The performance of asynchronous publishing of transient messages into topic exchange which routes messages into queues bound using non-overlapping selectors is 2-3 times slower than performance of 0.32 broker. The performance degradation is observed with AMQP 0.9, though, I suspect that the AMQP 0-10 protocol could be affected as well.
I was running tests with 10 concurrent producers publishing messages on separate connections using the same routing key into 10 different queues (subscribers queues) bound to the exchange using non-overlapping selectors.
My testing showed that performance of 7.0 broker for this particular use case was 2-3 times worse than performance of 0.32 broker.
The following factors contributed to degradation of performance:
• Copying data from direct memory into heap memory whilst decoding message headers. Due to this factor, the decoding of message headers is around twice slower. It seems it contributes around 70% to total performance degradation
• The message routing algorithm is slower due to need to support a new feature to route messages into bound exchanges (in addition to queues) using replacement routing key.
• AMQ short strings caching contributes 5-10% to total performance degradation.
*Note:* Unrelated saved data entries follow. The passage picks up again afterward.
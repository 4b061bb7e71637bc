use std::collections::{BTreeSet, VecDeque};
use std::sync::atomic::{AtomicBool, Ordering};
use std::sync::Arc;
use std::time::Duration;

use alloy::primitives::{TxHash, U256};
use tracing::{debug, error, info, warn};

use super::errors::{classify, ErrorClass, ExecutionError};
use super::report::{ExecutionReport, FailedAction, SkippedAction, SucceededAction};
use crate::engine::plan_cycle;
use crate::ledger::{Ledger, LedgerError, StakingQuery};
use crate::model::amount::format_tokens;
use crate::model::{Action, OperatorConfig, PoolId};

/// Default `payOutQueue` iteration cap.
pub const DEFAULT_QUEUE_PAYOUT_ITERATIONS: u32 = 10;

/// Hard cap on recalculations per run.
pub const MAX_RETRY_ATTEMPTS: u32 = 5;

/// Bounded recalculation budget for one run.
#[derive(Debug, Clone, Copy)]
pub struct RetryPolicy {
    pub max_attempts: u32,
    pub delay: Duration,
}

impl Default for RetryPolicy {
    fn default() -> Self {
        RetryPolicy {
            max_attempts: MAX_RETRY_ATTEMPTS,
            delay: Duration::from_secs(10),
        }
    }
}

/// Cooperative cancellation, checked between actions. A transaction that
/// is already submitted is always awaited to its receipt.
#[derive(Debug, Clone, Default)]
pub struct CancelFlag(Arc<AtomicBool>);

impl CancelFlag {
    pub fn cancel(&self) {
        self.0.store(true, Ordering::SeqCst);
    }

    pub fn is_cancelled(&self) -> bool {
        self.0.load(Ordering::SeqCst)
    }
}

enum Submission {
    Confirmed(Option<TxHash>),
    Skipped(String),
}

enum SubmitError {
    /// A pre-submission read failed; the run cannot continue safely.
    Read(LedgerError),
    /// The transaction itself failed.
    Write(LedgerError),
}

/// Drives a compiled plan against the ledger.
///
/// Actions run strictly in order. A retryable failure triggers a fresh
/// snapshot and a full re-plan; pools already acted on in this run are
/// removed from the new plan, which then replaces the remaining queue.
pub struct Orchestrator<'a> {
    ledger: &'a dyn Ledger,
    query: &'a dyn StakingQuery,
    config: &'a OperatorConfig,
    retry: RetryPolicy,
    cancel: CancelFlag,
    queue_payout_iterations: u32,
}

impl<'a> Orchestrator<'a> {
    pub fn new(
        ledger: &'a dyn Ledger,
        query: &'a dyn StakingQuery,
        config: &'a OperatorConfig,
    ) -> Self {
        Orchestrator {
            ledger,
            query,
            config,
            retry: RetryPolicy::default(),
            cancel: CancelFlag::default(),
            queue_payout_iterations: DEFAULT_QUEUE_PAYOUT_ITERATIONS,
        }
    }

    pub fn with_retry(mut self, retry: RetryPolicy) -> Self {
        self.retry = retry;
        self
    }

    pub fn with_cancel(mut self, cancel: CancelFlag) -> Self {
        self.cancel = cancel;
        self
    }

    pub fn with_queue_payout_iterations(mut self, iterations: u32) -> Self {
        self.queue_payout_iterations = iterations;
        self
    }

    /// Execute `actions` and report what happened to each of them.
    pub async fn execute(&self, actions: Vec<Action>) -> ExecutionReport {
        let mut report = ExecutionReport::default();

        let queue_empty = match self.settle_queue().await {
            Ok(empty) => empty,
            Err(e) => {
                error!("queue check failed, aborting run: {e}");
                report.aborted = Some(e.to_string());
                report.not_attempted = actions;
                return report;
            }
        };

        let mut pending: VecDeque<Action> = actions.into();
        if !queue_empty && !pending.iter().any(Action::is_unstake) {
            fail_queued_stakes(&mut report, &mut pending);
            return report;
        }

        let mut acted: BTreeSet<PoolId> = BTreeSet::new();

        while let Some(action) = pending.pop_front() {
            if self.cancel.is_cancelled() {
                info!("run cancelled with {} actions left", pending.len() + 1);
                report.not_attempted.push(action);
                report.not_attempted.extend(pending.drain(..));
                report.aborted = Some(ExecutionError::Cancelled.to_string());
                break;
            }

            info!("submitting: {action}");
            match self.submit(&action).await {
                Ok(Submission::Confirmed(tx)) => {
                    acted.insert(action.pool());
                    if action.pays_queue() {
                        self.try_pay_out_queue().await;
                    }
                    report.succeeded.push(SucceededAction { action, tx });
                }
                Ok(Submission::Skipped(reason)) => {
                    info!("skipping {action}: {reason}");
                    acted.insert(action.pool());
                    report.skipped.push(SkippedAction { action, reason });
                }
                Err(SubmitError::Read(e)) => {
                    let e = ExecutionError::from(e);
                    error!("{action}: {e}, aborting run");
                    report.aborted = Some(e.to_string());
                    report.not_attempted.push(action);
                    report.not_attempted.extend(pending.drain(..));
                    break;
                }
                Err(SubmitError::Write(e)) => {
                    let class = classify(&e);
                    if class == ErrorClass::Retryable && report.retries < self.retry.max_attempts {
                        report.retries += 1;
                        warn!(
                            attempt = report.retries,
                            max = self.retry.max_attempts,
                            "{action} failed ({e}), recalculating in {:?}",
                            self.retry.delay
                        );
                        tokio::time::sleep(self.retry.delay).await;
                        match self.replan(&acted).await {
                            Ok(fresh) => {
                                debug!(
                                    replaced = pending.len() + 1,
                                    fresh = fresh.len(),
                                    "plan recalculated"
                                );
                                report.replaced.push(action);
                                report.replaced.extend(pending.drain(..));
                                pending = fresh.into();

                                // the queue may have grown while the plan was stale
                                match self.settle_queue().await {
                                    Ok(false) if !pending.iter().any(Action::is_unstake) => {
                                        fail_queued_stakes(&mut report, &mut pending);
                                        break;
                                    }
                                    Ok(_) => continue,
                                    Err(queue_err) => {
                                        error!("queue check failed, aborting run: {queue_err}");
                                        report.aborted = Some(queue_err.to_string());
                                        report.not_attempted.extend(pending.drain(..));
                                        break;
                                    }
                                }
                            }
                            Err(query_err) => {
                                error!("recalculation failed, aborting run: {query_err}");
                                report.failed.push(FailedAction {
                                    action,
                                    error: e.to_string(),
                                    class,
                                    retries: report.retries,
                                });
                                report.aborted = Some(query_err.to_string());
                                report.not_attempted.extend(pending.drain(..));
                                break;
                            }
                        }
                    }
                    error!("{action} failed: {e}");
                    report.failed.push(FailedAction {
                        action,
                        error: e.to_string(),
                        class,
                        retries: report.retries,
                    });
                }
            }
        }

        report
    }

    /// Best-effort queue payout before the plan runs. Returns whether the
    /// queue is empty afterwards. Payout failures are expected when there
    /// are no free funds and are only logged.
    async fn settle_queue(&self) -> Result<bool, ExecutionError> {
        if self.ledger.queue_is_empty().await? {
            return Ok(true);
        }
        self.try_pay_out_queue().await;
        Ok(self.ledger.queue_is_empty().await?)
    }

    async fn try_pay_out_queue(&self) {
        match self.ledger.pay_out_queue(self.queue_payout_iterations).await {
            Ok(_) => info!("undelegation queue payout sent"),
            Err(e) => warn!("undelegation queue payout failed: {e}"),
        }
    }

    async fn submit(&self, action: &Action) -> Result<Submission, SubmitError> {
        match action {
            Action::Stake { pool, amount, .. } => self
                .ledger
                .stake(*pool, *amount)
                .await
                .map(Submission::Confirmed)
                .map_err(SubmitError::Write),
            Action::Unstake { pool, target, .. } => {
                let on_chain = self
                    .ledger
                    .staked_into(*pool)
                    .await
                    .map_err(SubmitError::Read)?;
                let minimum = self
                    .ledger
                    .minimum_stake_of(*pool)
                    .await
                    .map_err(SubmitError::Read)?;
                let locked = self
                    .ledger
                    .locked_stake(*pool)
                    .await
                    .map_err(SubmitError::Read)?;

                let target = safe_unstake_target(*target, minimum, locked);
                if target >= on_chain {
                    return Ok(Submission::Skipped(format!(
                        "target {} is not below on-chain stake {}",
                        format_tokens(target),
                        format_tokens(on_chain)
                    )));
                }
                self.ledger
                    .reduce_stake_to(*pool, target)
                    .await
                    .map(Submission::Confirmed)
                    .map_err(SubmitError::Write)
            }
        }
    }

    async fn replan(&self, acted: &BTreeSet<PoolId>) -> Result<Vec<Action>, ExecutionError> {
        let snapshot = self.query.snapshot().await.map_err(ExecutionError::Query)?;
        let plan = plan_cycle(&snapshot, self.config);
        Ok(plan
            .actions
            .into_iter()
            .filter(|a| !acted.contains(&a.pool()))
            .collect())
    }
}

/// Record every queued stake as blocked by the outstanding undelegation
/// queue. Callers only use this when no unstake is queued.
fn fail_queued_stakes(report: &mut ExecutionReport, pending: &mut VecDeque<Action>) {
    let blocked = ExecutionError::QueueOutstanding.to_string();
    for action in pending.drain(..) {
        warn!("{action}: {blocked}");
        report.failed.push(FailedAction {
            action,
            error: blocked.clone(),
            class: ErrorClass::Fatal,
            retries: report.retries,
        });
    }
}

/// Clamp an unstake target to what the sponsorship currently allows:
/// locked stake cannot be withdrawn, and a non-zero stake may not fall
/// below the operator's minimum.
pub fn safe_unstake_target(target: U256, minimum: U256, locked: U256) -> U256 {
    let target = target.max(locked);
    if !target.is_zero() && target < minimum {
        minimum
    } else {
        target
    }
}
The caching was added to manage heap space more efficiently.
The numbers provided here could be inaccurate due instrumentation overhead whilst profiling the issue.
Potentially, caching can be turned off but that will not improve performance much.
On other hand, adding of additional caching of strings to amqp-short-strings would improve the performance a bit. Whilst evaluating selectors, the fields used in selector expressions are represented as java strings but they get converted every time into amqp-short-strings when looking up for message header values. If 10 queues are bound to the exchange using the same binding key, the selector expression is evaluated 10 times for the incoming message. Thus, all selector field names are get converted into amqp-short-strings 10 times as well. It seems adding caching here can improve the performance.